Content starts

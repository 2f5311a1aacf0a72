//! REST API handlers
//!
//! Every response uses the `{ success, data?, error? }` envelope.

use std::collections::BTreeMap;

use axum::{
    extract::{rejection::JsonRejection, Path, Query, State},
    http::StatusCode,
    response::{IntoResponse, Response},
    routing::{delete, get, post, put},
    Json, Router,
};
use chrono::NaiveDate;
use serde::{Deserialize, Serialize};

use crate::error::{Error, ErrorCategory, HielErrorTrait};
use crate::models::{
    Assignment, Assignments, AttendanceRecord, EventType, Member, OptionTally, RosterRecord,
    RosterStatus, ServiceRecord, Song, Survey, SurveyAnswer,
};
use crate::scheduler::{
    parse_answer, parse_date, parse_month, parse_position, service_week_number,
    setlist_week_number, MonthView, SchedulerError,
};
use crate::session::Session;
use crate::store::Stored;
use crate::team::CalendarDay;

use super::server::AppState;

// ============================================================================
// API Response Types
// ============================================================================

/// Generic API response wrapper
#[derive(Debug, Serialize)]
pub struct ApiResponse<T: Serialize> {
    pub success: bool,
    #[serde(skip_serializing_if = "Option::is_none")]
    pub data: Option<T>,
    #[serde(skip_serializing_if = "Option::is_none")]
    pub error: Option<String>,
}

impl<T: Serialize> ApiResponse<T> {
    pub fn success(data: T) -> Self {
        Self {
            success: true,
            data: Some(data),
            error: None,
        }
    }
}

/// Simple error response
#[derive(Debug, Serialize)]
pub struct ErrorResponse {
    pub success: bool,
    pub error: String,
}

impl ErrorResponse {
    pub fn new(message: impl Into<String>) -> Self {
        Self {
            success: false,
            error: message.into(),
        }
    }
}

/// Error returned from handlers, mapped to a status by category
#[derive(Debug)]
pub struct ApiError {
    status: StatusCode,
    message: String,
}

impl ApiError {
    pub fn not_found(message: impl Into<String>) -> Self {
        Self {
            status: StatusCode::NOT_FOUND,
            message: message.into(),
        }
    }
}

impl IntoResponse for ApiError {
    fn into_response(self) -> Response {
        (self.status, Json(ErrorResponse::new(self.message))).into_response()
    }
}

impl From<Error> for ApiError {
    fn from(err: Error) -> Self {
        let status = if err.is_not_found() {
            StatusCode::NOT_FOUND
        } else {
            match err.category() {
                ErrorCategory::Validation => StatusCode::BAD_REQUEST,
                ErrorCategory::Session => StatusCode::FORBIDDEN,
                _ => StatusCode::INTERNAL_SERVER_ERROR,
            }
        };

        if status.is_server_error() {
            tracing::error!(error = %err, "Request failed");
        }

        Self {
            status,
            message: err.to_string(),
        }
    }
}

impl From<SchedulerError> for ApiError {
    fn from(err: SchedulerError) -> Self {
        Error::from(err).into()
    }
}

/// Unreadable request bodies keep the error envelope
impl From<JsonRejection> for ApiError {
    fn from(rejection: JsonRejection) -> Self {
        tracing::debug!(error = %rejection.body_text(), "Request body rejected");
        Self {
            status: rejection.status(),
            message: rejection.body_text(),
        }
    }
}
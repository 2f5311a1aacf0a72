//! Team members, service positions and executive roles

use chrono::{Datelike, NaiveDate};
use serde::{Deserialize, Serialize};
use std::collections::HashSet;
use std::fmt;
use std::str::FromStr;

use super::{blank_as_none, blank_date_as_none};
use crate::store::Entity;

// ============================================================================
// Position
// ============================================================================

/// A serving role on the worship team
///
/// Serialized with the Korean label the team uses in its records.
#[derive(Debug, Clone, Copy, PartialEq, Eq, PartialOrd, Ord, Hash, Serialize, Deserialize)]
pub enum Position {
    #[serde(rename = "인도자")]
    WorshipLeader,
    #[serde(rename = "여성싱어")]
    FemaleSinger,
    #[serde(rename = "남성싱어")]
    MaleSinger,
    #[serde(rename = "드럼")]
    Drums,
    #[serde(rename = "메인건반")]
    MainKeys,
    #[serde(rename = "세컨건반")]
    SecondKeys,
    #[serde(rename = "일렉기타")]
    ElectricGuitar,
    #[serde(rename = "어쿠스틱기타")]
    AcousticGuitar,
    #[serde(rename = "베이스기타")]
    BassGuitar,
    #[serde(rename = "엔지니어")]
    Engineer,
}

/// Coarse grouping used by the member directory
#[derive(Debug, Clone, Copy, PartialEq, Eq, Hash, Serialize, Deserialize)]
#[serde(rename_all = "lowercase")]
pub enum PositionGroup {
    Instrument,
    Singer,
    Other,
}

impl Position {
    /// All positions in roster display order
    pub fn all() -> Vec<Self> {
        vec![
            Self::WorshipLeader,
            Self::FemaleSinger,
            Self::MaleSinger,
            Self::Drums,
            Self::MainKeys,
            Self::SecondKeys,
            Self::ElectricGuitar,
            Self::AcousticGuitar,
            Self::BassGuitar,
            Self::Engineer,
        ]
    }

    /// Korean label (also the serialized form)
    pub fn korean_label(&self) -> &'static str {
        match self {
            Self::WorshipLeader => "인도자",
            Self::FemaleSinger => "여성싱어",
            Self::MaleSinger => "남성싱어",
            Self::Drums => "드럼",
            Self::MainKeys => "메인건반",
            Self::SecondKeys => "세컨건반",
            Self::ElectricGuitar => "일렉기타",
            Self::AcousticGuitar => "어쿠스틱기타",
            Self::BassGuitar => "베이스기타",
            Self::Engineer => "엔지니어",
        }
    }

    /// ASCII identifier, handy for URLs and CLI arguments
    pub fn id(&self) -> &'static str {
        match self {
            Self::WorshipLeader => "leader",
            Self::FemaleSinger => "female_singer",
            Self::MaleSinger => "male_singer",
            Self::Drums => "drums",
            Self::MainKeys => "main_keys",
            Self::SecondKeys => "second_keys",
            Self::ElectricGuitar => "electric_guitar",
            Self::AcousticGuitar => "acoustic_guitar",
            Self::BassGuitar => "bass_guitar",
            Self::Engineer => "engineer",
        }
    }

    pub fn group(&self) -> PositionGroup {
        match self {
            Self::FemaleSinger | Self::MaleSinger => PositionGroup::Singer,
            Self::WorshipLeader | Self::Engineer => PositionGroup::Other,
            _ => PositionGroup::Instrument,
        }
    }

    /// Whether a roster may put several people on this position
    pub fn allows_multiple(&self) -> bool {
        self.group() == PositionGroup::Singer
    }
}

impl fmt::Display for Position {
    fn fmt(&self, f: &mut fmt::Formatter<'_>) -> fmt::Result {
        f.write_str(self.korean_label())
    }
}

/// Error for unknown position names
#[derive(Debug, Clone, PartialEq, Eq, thiserror::Error)]
#[error("unknown position '{0}'")]
pub struct UnknownPosition(pub String);

impl FromStr for Position {
    type Err = UnknownPosition;

    fn from_str(s: &str) -> Result<Self, Self::Err> {
        let needle = s.trim();
        Self::all()
            .into_iter()
            .find(|p| p.korean_label() == needle || p.id().eq_ignore_ascii_case(needle))
            .ok_or_else(|| UnknownPosition(s.to_string()))
    }
}

// ============================================================================
// Executive Role
// ============================================================================

/// Role name of the team leader
pub const TEAM_LEADER_ROLE: &str = "팀장";

/// Executive roles the team elects each year
pub const EXECUTIVE_ROLES: [&str; 5] = ["팀장", "파트장", "총무", "회계", "서기"];

/// An executive role held in a given year
#[derive(Debug, Clone, PartialEq, Eq, Hash, Serialize, Deserialize)]
pub struct ExecutiveRole {
    pub year: i32,
    pub role: String,
}

impl ExecutiveRole {
    pub fn new(year: i32, role: impl Into<String>) -> Self {
        Self {
            year,
            role: role.into(),
        }
    }
}

// ============================================================================
// Member
// ============================================================================

fn default_active() -> bool {
    true
}

/// A worship-team member
#[derive(Debug, Clone, PartialEq, Serialize, Deserialize)]
pub struct Member {
    pub name: String,

    #[serde(default)]
    pub positions: Vec<Position>,

    #[serde(default)]
    pub executive_roles: Vec<ExecutiveRole>,

    #[serde(default, deserialize_with = "blank_as_none")]
    pub phone: Option<String>,

    #[serde(default, deserialize_with = "blank_as_none")]
    pub email: Option<String>,

    #[serde(default, deserialize_with = "blank_date_as_none")]
    pub birthday: Option<NaiveDate>,

    #[serde(default = "default_active")]
    pub is_active: bool,
}

impl Member {
    pub fn new(name: impl Into<String>) -> Self {
        Self {
            name: name.into(),
            positions: Vec::new(),
            executive_roles: Vec::new(),
            phone: None,
            email: None,
            birthday: None,
            is_active: true,
        }
    }

    /// Add a position (ignored if already held)
    pub fn with_position(mut self, position: Position) -> Self {
        if !self.positions.contains(&position) {
            self.positions.push(position);
        }
        self
    }

    /// Add an executive role (ignored if the same entry exists)
    pub fn with_role(mut self, year: i32, role: impl Into<String>) -> Self {
        let role = ExecutiveRole::new(year, role);
        if !self.executive_roles.contains(&role) {
            self.executive_roles.push(role);
        }
        self
    }

    pub fn with_email(mut self, email: impl Into<String>) -> Self {
        self.email = Some(email.into());
        self
    }

    pub fn with_birthday(mut self, birthday: NaiveDate) -> Self {
        self.birthday = Some(birthday);
        self
    }

    pub fn holds(&self, position: Position) -> bool {
        self.positions.contains(&position)
    }

    /// Roles held in `year`
    pub fn roles_in(&self, year: i32) -> Vec<&str> {
        self.executive_roles
            .iter()
            .filter(|r| r.year == year)
            .map(|r| r.role.as_str())
            .collect()
    }

    pub fn is_team_leader_in(&self, year: i32) -> bool {
        self.executive_roles
            .iter()
            .any(|r| r.year == year && r.role == TEAM_LEADER_ROLE)
    }

    /// Whether the birthday falls on the month/day of `date`
    pub fn has_birthday_on(&self, date: NaiveDate) -> bool {
        self.birthday
            .map(|b| b.month() == date.month() && b.day() == date.day())
            .unwrap_or(false)
    }

    pub fn has_group(&self, group: PositionGroup) -> bool {
        self.positions.iter().any(|p| p.group() == group)
    }
}

impl Entity for Member {
    const COLLECTION: &'static str = "members";

    fn validate(&self) -> Result<(), String> {
        if self.name.trim().is_empty() {
            return Err("member name must not be blank".to_string());
        }

        let mut seen = HashSet::new();
        if let Some(dup) = self.positions.iter().find(|p| !seen.insert(**p)) {
            return Err(format!("position '{dup}' listed twice"));
        }

        let mut seen = HashSet::new();
        if let Some(dup) = self.executive_roles.iter().find(|r| !seen.insert(*r)) {
            return Err(format!("role '{}' ({}) listed twice", dup.role, dup.year));
        }

        Ok(())
    }
}

#[cfg(test)]
mod tests {
    use super::*;

    #[test]
    fn test_position_serializes_korean() {
        let json = serde_json::to_string(&Position::Drums).unwrap();
        assert_eq!(json, "\"드럼\"");
        let back: Position = serde_json::from_str("\"베이스기타\"").unwrap();
        assert_eq!(back, Position::BassGuitar);
    }

    #[test]
    fn test_position_from_str_accepts_both_forms() {
        assert_eq!("드럼".parse::<Position>().unwrap(), Position::Drums);
        assert_eq!("DRUMS".parse::<Position>().unwrap(), Position::Drums);
        assert!("보컬".parse::<Position>().is_err());
    }

    #[test]
    fn test_position_groups() {
        assert_eq!(Position::FemaleSinger.group(), PositionGroup::Singer);
        assert_eq!(Position::Engineer.group(), PositionGroup::Other);
        assert_eq!(Position::MainKeys.group(), PositionGroup::Instrument);
        assert!(Position::MaleSinger.allows_multiple());
        assert!(!Position::Drums.allows_multiple());
    }

    #[test]
    fn test_team_leader_is_year_scoped() {
        let member = Member::new("Kim").with_role(2023, "팀장").with_role(2024, "총무");
        assert!(member.is_team_leader_in(2023));
        assert!(!member.is_team_leader_in(2024));
        assert_eq!(member.roles_in(2024), vec!["총무"]);
    }

    #[test]
    fn test_validate_rejects_duplicates() {
        let mut member = Member::new("Kim").with_position(Position::Drums);
        member.positions.push(Position::Drums);
        assert!(member.validate().is_err());

        let mut member = Member::new("Lee").with_role(2024, "서기");
        member.executive_roles.push(ExecutiveRole::new(2024, "서기"));
        assert!(member.validate().is_err());

        assert!(Member::new("  ").validate().is_err());
    }

    #[test]
    fn test_blank_fields_decode_as_none() {
        let member: Member = serde_json::from_value(serde_json::json!({
            "name": "Park",
            "positions": ["드럼"],
            "phone": "",
            "birthday": ""
        }))
        .unwrap();
        assert!(member.phone.is_none());
        assert!(member.birthday.is_none());
        assert!(member.is_active);
    }

    #[test]
    fn test_birthday_match_ignores_year() {
        let member = Member::new("Choi").with_birthday(NaiveDate::from_ymd_opt(1995, 6, 2).unwrap());
        assert!(member.has_birthday_on(NaiveDate::from_ymd_opt(2024, 6, 2).unwrap()));
        assert!(!member.has_birthday_on(NaiveDate::from_ymd_opt(2024, 6, 3).unwrap()));
    }
}
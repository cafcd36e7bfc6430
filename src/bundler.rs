//! Module bundler interface and the built-in static bundler.
//!
//! The transform pipeline needs four things from a bundler: alias-aware
//! import resolution, the URL a browser loads a module from, a final pass
//! over production HTML, and a dev middleware that serves whatever the
//! URL map does not own.
//!
//! [`StaticBundler`] performs no compilation. In development it serves the
//! output directory, then the input directory, then the project root. In
//! production it copies every module referenced by a hydration script into
//! the output tree under the same URL.

use crate::{
    config::{Mode, SiteConfig},
    log,
    middleware::{DevRequest, DevResponse, Middleware, strip_path_prefix},
    renderer::RenderError,
    utils::{
        fs::{copy_file, to_slash_relative},
        minify::minify_html,
    },
};
use anyhow::{Context, Result};
use parking_lot::Mutex;
use std::{
    collections::BTreeSet,
    fs,
    path::{Component, Path, PathBuf},
    sync::Arc,
};

pub trait Bundler: Send + Sync {
    /// Resolve a component reference written in `importer` to a module file.
    fn resolve_import(&self, specifier: &str, importer: &Path) -> Result<PathBuf>;

    /// URL the browser imports `module` from.
    fn module_url(&self, module: &Path) -> String;

    /// Final pass over a transformed page.
    fn transform_html(&self, html: String, output_path: &Path) -> Result<String>;

    /// Dev fallback layer, placed after the URL map.
    fn middleware(&self) -> Option<Arc<dyn Middleware>>;

    /// Write modules referenced during the build. Returns how many were written.
    fn emit_assets(&self) -> Result<usize> {
        Ok(0)
    }
}

#[derive(Debug)]
pub struct StaticBundler {
    mode: Mode,
    root: PathBuf,
    input: PathBuf,
    output: PathBuf,
    includes: PathBuf,
    /// Longest alias first, so `@c/ui` beats `@c`.
    aliases: Vec<(String, PathBuf)>,
    path_prefix: String,
    minify: bool,
    dry_run: bool,
    incremental: bool,
    referenced: Mutex<BTreeSet<PathBuf>>,
}

impl StaticBundler {
    pub fn new(config: &SiteConfig, mode: Mode) -> Self {
        let mut aliases: Vec<_> = config
            .aliases
            .iter()
            .map(|(alias, dir)| (alias.trim_end_matches('/').to_owned(), dir.clone()))
            .collect();
        aliases.sort_by(|a, b| b.0.len().cmp(&a.0.len()).then_with(|| a.0.cmp(&b.0)));

        Self {
            mode,
            root: config.get_root().to_path_buf(),
            input: config.build.input.clone(),
            output: config.build.output.clone(),
            includes: config.build.includes_dir(),
            aliases,
            path_prefix: normalize_prefix(&config.build.path_prefix),
            minify: config.build.minify,
            dry_run: config.build.dry_run,
            incremental: config.build.incremental,
            referenced: Mutex::new(BTreeSet::new()),
        }
    }

    fn resolve_alias(&self, specifier: &str) -> Option<PathBuf> {
        self.aliases.iter().find_map(|(alias, dir)| {
            if specifier == alias {
                Some(dir.clone())
            } else {
                specifier
                    .strip_prefix(alias.as_str())
                    .and_then(|rest| rest.strip_prefix('/'))
                    .map(|rest| dir.join(rest))
            }
        })
    }

    /// Module path relative to the served roots, `/`-separated.
    fn module_rel(&self, module: &Path) -> String {
        to_slash_relative(module, &self.input)
            .or_else(|| to_slash_relative(module, &self.root))
            .unwrap_or_else(|| {
                module
                    .file_name()
                    .map(|name| name.to_string_lossy().into_owned())
                    .unwrap_or_default()
            })
    }
}

impl Bundler for StaticBundler {
    fn resolve_import(&self, specifier: &str, importer: &Path) -> Result<PathBuf> {
        let candidate = if let Some(path) = self.resolve_alias(specifier) {
            path
        } else if specifier.starts_with("./") || specifier.starts_with("../") {
            importer.parent().unwrap_or(self.input.as_path()).join(specifier)
        } else if let Some(rest) = specifier.strip_prefix('/') {
            self.input.join(rest)
        } else {
            self.includes.join(specifier)
        };

        if candidate.is_file() {
            Ok(candidate)
        } else {
            Err(RenderError::ComponentNotFound(candidate).into())
        }
    }

    fn module_url(&self, module: &Path) -> String {
        if self.mode == Mode::Production {
            self.referenced.lock().insert(module.to_path_buf());
        }
        format!("{}{}", self.path_prefix, self.module_rel(module))
    }

    fn transform_html(&self, html: String, _output_path: &Path) -> Result<String> {
        if self.mode == Mode::Production && self.minify {
            return String::from_utf8(minify_html(html.as_bytes()))
                .context("Minified HTML is not UTF-8");
        }
        Ok(html)
    }

    fn middleware(&self) -> Option<Arc<dyn Middleware>> {
        match self.mode {
            Mode::Development => Some(Arc::new(DevFiles {
                roots: vec![self.output.clone(), self.input.clone(), self.root.clone()],
                path_prefix: self.path_prefix.clone(),
            })),
            Mode::Production => None,
        }
    }

    fn emit_assets(&self) -> Result<usize> {
        let modules = std::mem::take(&mut *self.referenced.lock());
        if self.dry_run {
            return Ok(0);
        }

        let mut written = 0;
        for module in modules {
            let dst = self.output.join(self.module_rel(&module));
            if self.incremental && crate::utils::fs::is_up_to_date(&module, &dst) {
                continue;
            }
            copy_file(&module, &dst)?;
            written += 1;
        }
        if written > 0 {
            log!("bundle"; "copied {written} modules");
        }
        Ok(written)
    }
}

/// `docs` → `/docs/`, `` → `/`
fn normalize_prefix(prefix: &str) -> String {
    let trimmed = prefix.trim_matches('/');
    if trimmed.is_empty() {
        "/".to_owned()
    } else {
        format!("/{trimmed}/")
    }
}

/// Dev fallback: static files from the output, input and root directories.
struct DevFiles {
    roots: Vec<PathBuf>,
    path_prefix: String,
}

impl Middleware for DevFiles {
    fn handle(&self, request: &DevRequest) -> Result<Option<DevResponse>> {
        let path = request.path();
        let Some(path) = strip_path_prefix(&path, &self.path_prefix) else {
            return Ok(None);
        };
        let rel = Path::new(path.trim_matches('/'));

        if rel.components().any(|c| !matches!(c, Component::Normal(_))) {
            return Ok(None);
        }

        for root in &self.roots {
            let local = root.join(rel);
            let file = if local.is_dir() {
                local.join("index.html")
            } else {
                local
            };
            if file.is_file() {
                let body =
                    fs::read(&file).with_context(|| format!("Failed to read {}", file.display()))?;
                return Ok(Some(DevResponse::file(body, &file)));
            }
        }
        Ok(None)
    }
}
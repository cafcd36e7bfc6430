//! Hydration script injection.
//!
//! [`inject`] is a pure function of the page markup and two lookups, so the
//! dev middleware and the production write path share it unchanged.
//!
//! Each hydrated instance gets one module script marked with
//! `data-isle-for="<id>"`. Ids that already have a marked script are skipped,
//! which makes a second pass over transformed markup a no-op.

use crate::store::{ComponentAttrs, Hydrate};
use regex::Regex;
use std::sync::LazyLock;

/// Custom element wrapping every server-rendered instance.
pub const ROOT_TAG: &str = "isle-root";

const HEAD_STYLE: &str = "<style data-isle-head>isle-root{display:contents}</style>";
const HEAD_MARKER: &str = "data-isle-head";

/// Attribute values may lose their quotes after minification.
static ROOT_ID: LazyLock<Regex> = LazyLock::new(|| {
    Regex::new(r#"<isle-root\b[^>]*?\bdata-isle-id=(?:"([^"]*)"|'([^']*)'|([^\s"'>]+))"#)
        .expect("valid regex")
});

static SCRIPT_GUARD: LazyLock<Regex> = LazyLock::new(|| {
    Regex::new(r#"<script\b[^>]*?\bdata-isle-for=(?:"([^"]*)"|'([^']*)'|([^\s"'>]+))"#)
        .expect("valid regex")
});

static HEAD_CLOSE: LazyLock<Regex> =
    LazyLock::new(|| Regex::new(r"(?i)</head\s*>").expect("valid regex"));

static BODY_CLOSE: LazyLock<Regex> =
    LazyLock::new(|| Regex::new(r"(?i)</body\s*>").expect("valid regex"));

/// Why an instance was left static.
#[derive(Debug, Clone, PartialEq, Eq)]
pub enum Skipped {
    /// No store entry for the id.
    MissingAttrs { id: String },
    /// The renderer has no client module to hydrate with.
    NoClient { id: String, renderer: String },
}

#[derive(Debug, Clone, PartialEq, Eq)]
pub struct Injection {
    pub html: String,
    /// Number of scripts added by this pass.
    pub injected: usize,
    pub skipped: Vec<Skipped>,
}

/// Instance ids in document order, without duplicates.
pub fn instance_ids(html: &str) -> Vec<String> {
    let mut ids: Vec<String> = Vec::new();
    for id in captured(&ROOT_ID, html) {
        if !ids.iter().any(|seen| seen == id) {
            ids.push(id.to_owned());
        }
    }
    ids
}

/// Add hydration scripts for every instance in `html`.
///
/// `attrs` looks up the store entry for an id; `client` maps a renderer name
/// to its browser adapter module.
pub fn inject(
    html: &str,
    attrs: impl Fn(&str) -> Option<ComponentAttrs>,
    client: impl Fn(&str) -> Option<String>,
) -> Injection {
    let ids = instance_ids(html);
    if ids.is_empty() {
        return Injection {
            html: html.to_owned(),
            injected: 0,
            skipped: Vec::new(),
        };
    }

    let guarded: Vec<&str> = captured(&SCRIPT_GUARD, html).collect();
    let mut scripts = String::new();
    let mut injected = 0;
    let mut skipped = Vec::new();

    for id in ids.iter().filter(|id| !guarded.contains(&id.as_str())) {
        let Some(entry) = attrs(id) else {
            skipped.push(Skipped::MissingAttrs { id: id.clone() });
            continue;
        };
        if entry.hydrate.is_none() {
            continue;
        }
        let Some(client_url) = client(&entry.renderer) else {
            skipped.push(Skipped::NoClient {
                id: id.clone(),
                renderer: entry.renderer,
            });
            continue;
        };
        scripts.push_str(&hydration_script(id, &entry, &client_url));
        injected += 1;
    }

    let mut out = html.to_owned();
    if injected > 0 {
        out = insert_before_last(&out, &BODY_CLOSE, &scripts);
    }
    if !out.contains(HEAD_MARKER) {
        out = insert_before_first(&out, &HEAD_CLOSE, HEAD_STYLE);
    }

    Injection {
        html: out,
        injected,
        skipped,
    }
}

/// First non-empty capture group of every match.
fn captured<'h>(re: &'h Regex, html: &'h str) -> impl Iterator<Item = &'h str> + 'h {
    re.captures_iter(html).filter_map(|caps| {
        caps.iter()
            .skip(1)
            .flatten()
            .next()
            .map(|m| m.as_str())
    })
}

/// Insert before the last match, or append when there is none.
fn insert_before_last(html: &str, re: &Regex, insert: &str) -> String {
    match re.find_iter(html).last() {
        Some(m) => format!("{}{insert}{}", &html[..m.start()], &html[m.start()..]),
        None => format!("{html}{insert}"),
    }
}

/// Insert before the first match, or prepend when there is none.
fn insert_before_first(html: &str, re: &Regex, insert: &str) -> String {
    match re.find(html) {
        Some(m) => format!("{}{insert}{}", &html[..m.start()], &html[m.start()..]),
        None => format!("{insert}{html}"),
    }
}

/// JSON string literal that is safe inside a `<script>` element.
fn js_string(s: &str) -> String {
    serde_json::Value::from(s).to_string().replace('<', "\\u003c")
}

fn hydration_script(id: &str, attrs: &ComponentAttrs, client_url: &str) -> String {
    let props = attrs.props.to_string().replace('<', "\\u003c");
    let selector = js_string(&format!("{ROOT_TAG}[data-isle-id=\"{id}\"]"));
    let schedule = match attrs.hydrate {
        Hydrate::Eager | Hydrate::None => "mount();",
        Hydrate::Idle => {
            "if (\"requestIdleCallback\" in window) requestIdleCallback(mount); else setTimeout(mount, 200);"
        }
        // display:contents roots have no box, so observe the first child
        Hydrate::Lazy => {
            "new IntersectionObserver((entries, observer) => { if (entries.some((e) => e.isIntersecting)) { observer.disconnect(); mount(); } }).observe(target.firstElementChild ?? target);"
        }
    };

    format!(
        concat!(
            "<script type=\"module\" data-isle-for=\"{id}\">",
            "const target = document.querySelector({selector});",
            "const props = {props};",
            "const mount = async () => {{",
            "const [{{ default: hydrate }}, {{ default: Component }}] = await Promise.all([import({client}), import({component})]);",
            "hydrate(target, Component, props);",
            "}};",
            "if (target) {{ {schedule} }}",
            "</script>"
        ),
        id = id,
        selector = selector,
        props = props,
        client = js_string(client_url),
        component = js_string(&attrs.component),
        schedule = schedule,
    )
}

Content ends

- Exercise aim
Search the listing above for "Session" and copy every line that has it.

- Reply
use crate::session::Session;
                ErrorCategory::Session => StatusCode::FORBIDDEN,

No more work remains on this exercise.